Data shown –
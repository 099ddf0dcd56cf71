//! Data models for schema-tote
//!
//! An [`Entry`] is one element of a loaded entries file: a wrapper object with
//! optional `id`, `tags`, `type` and a nested schema.org-style `schema`.
//! Entries are kept as open JSON so unknown schema fields survive untouched;
//! the accessors below give typed views of the conventional fields.

use serde::{Deserialize, Serialize};
use serde_json::{Map, Value};

/// Key of the schema-level identifier inside `schema`
pub const SCHEMA_ID_KEY: &str = "@id";
/// Key of the schema-level type inside `schema`
pub const SCHEMA_TYPE_KEY: &str = "@type";

/// A single loaded entry
///
/// Accessors return `None` when a field is missing or holds an unexpected
/// JSON type. An element that is not an object at all is still an entry, it
/// just never matches anything.
#[derive(Debug, Clone, Serialize, Deserialize, PartialEq)]
#[serde(transparent)]
pub struct Entry(Value);

impl Entry {
    /// Wrap a parsed JSON value
    pub fn new(value: Value) -> Self {
        Self(value)
    }

    /// Top-level `id`
    pub fn id(&self) -> Option<&str> {
        self.0.get("id").and_then(Value::as_str)
    }

    /// Top-level `type` (a coarse category, not the schema `@type`)
    pub fn entry_type(&self) -> Option<&str> {
        self.0.get("type").and_then(Value::as_str)
    }

    /// String elements of `tags`, or `None` if `tags` is not an array
    pub fn tags(&self) -> Option<Vec<&str>> {
        self.0
            .get("tags")
            .and_then(Value::as_array)
            .map(|tags| tags.iter().filter_map(Value::as_str).collect())
    }

    /// Whether `tags` contains `tag`, ignoring case
    pub fn has_tag(&self, tag: &str) -> bool {
        let wanted = tag.to_lowercase();
        self.tags()
            .map(|tags| tags.iter().any(|t| t.to_lowercase() == wanted))
            .unwrap_or(false)
    }

    /// The nested `schema` object
    pub fn schema(&self) -> Option<&Map<String, Value>> {
        self.0.get("schema").and_then(Value::as_object)
    }

    /// `schema["@id"]` when it is a string
    pub fn schema_id(&self) -> Option<&str> {
        self.schema()
            .and_then(|s| s.get(SCHEMA_ID_KEY))
            .and_then(Value::as_str)
    }

    /// `schema["@type"]` when it is a string
    pub fn schema_type(&self) -> Option<&str> {
        self.schema()
            .and_then(|s| s.get(SCHEMA_TYPE_KEY))
            .and_then(Value::as_str)
    }

    /// Minimal `{@type, @id}` reference to this entry's schema
    pub fn schema_ref(&self) -> Option<SchemaRef> {
        self.schema().map(SchemaRef::from_schema)
    }

    /// Borrow the raw JSON
    pub fn as_value(&self) -> &Value {
        &self.0
    }

    /// Consume the entry, returning the raw JSON
    pub fn into_value(self) -> Value {
        self.0
    }
}

impl From<Value> for Entry {
    fn from(value: Value) -> Self {
        Self(value)
    }
}

/// Minimal projection of a schema: just its `@type` and `@id`
///
/// Both values are copied as they appear in the schema, whatever their JSON
/// type. A missing key stays `None` and is left out when serialized.
#[derive(Debug, Clone, Default, Serialize, Deserialize, PartialEq)]
pub struct SchemaRef {
    #[serde(rename = "@type", default, skip_serializing_if = "Option::is_none")]
    pub schema_type: Option<Value>,
    #[serde(rename = "@id", default, skip_serializing_if = "Option::is_none")]
    pub id: Option<Value>,
}

impl SchemaRef {
    /// Create a reference from string `@type` and `@id`
    pub fn new(schema_type: impl Into<String>, id: impl Into<String>) -> Self {
        Self {
            schema_type: Some(Value::String(schema_type.into())),
            id: Some(Value::String(id.into())),
        }
    }

    /// Project a schema object
    pub fn from_schema(schema: &Map<String, Value>) -> Self {
        Self {
            schema_type: schema.get(SCHEMA_TYPE_KEY).cloned(),
            id: schema.get(SCHEMA_ID_KEY).cloned(),
        }
    }
}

What is expected –
Taking the lines above, repeat exactly those from the line that contains "pub fn has_tag(&self, tag: &str)" through the line that contains "Create a reference", and both of those lines as well. Include nothing else.

Result for this exercise –
    pub fn has_tag(&self, tag: &str) -> bool {
        let wanted = tag.to_lowercase();
        self.tags()
            .map(|tags| tags.iter().any(|t| t.to_lowercase() == wanted))
            .unwrap_or(false)
    }

    /// The nested `schema` object
    pub fn schema(&self) -> Option<&Map<String, Value>> {
        self.0.get("schema").and_then(Value::as_object)
    }

    /// `schema["@id"]` when it is a string
    pub fn schema_id(&self) -> Option<&str> {
        self.schema()
            .and_then(|s| s.get(SCHEMA_ID_KEY))
            .and_then(Value::as_str)
    }

    /// `schema["@type"]` when it is a string
    pub fn schema_type(&self) -> Option<&str> {
        self.schema()
            .and_then(|s| s.get(SCHEMA_TYPE_KEY))
            .and_then(Value::as_str)
    }

    /// Minimal `{@type, @id}` reference to this entry's schema
    pub fn schema_ref(&self) -> Option<SchemaRef> {
        self.schema().map(SchemaRef::from_schema)
    }

    /// Borrow the raw JSON
    pub fn as_value(&self) -> &Value {
        &self.0
    }

    /// Consume the entry, returning the raw JSON
    pub fn into_value(self) -> Value {
        self.0
    }
}

impl From<Value> for Entry {
    fn from(value: Value) -> Self {
        Self(value)
    }
}

/// Minimal projection of a schema: just its `@type` and `@id`
///
/// Both values are copied as they appear in the schema, whatever their JSON
/// type. A missing key stays `None` and is left out when serialized.
#[derive(Debug, Clone, Default, Serialize, Deserialize, PartialEq)]
pub struct SchemaRef {
    #[serde(rename = "@type", default, skip_serializing_if = "Option::is_none")]
    pub schema_type: Option<Value>,
    #[serde(rename = "@id", default, skip_serializing_if = "Option::is_none")]
    pub id: Option<Value>,
}

impl SchemaRef {
    /// Create a reference from string `@type` and `@id`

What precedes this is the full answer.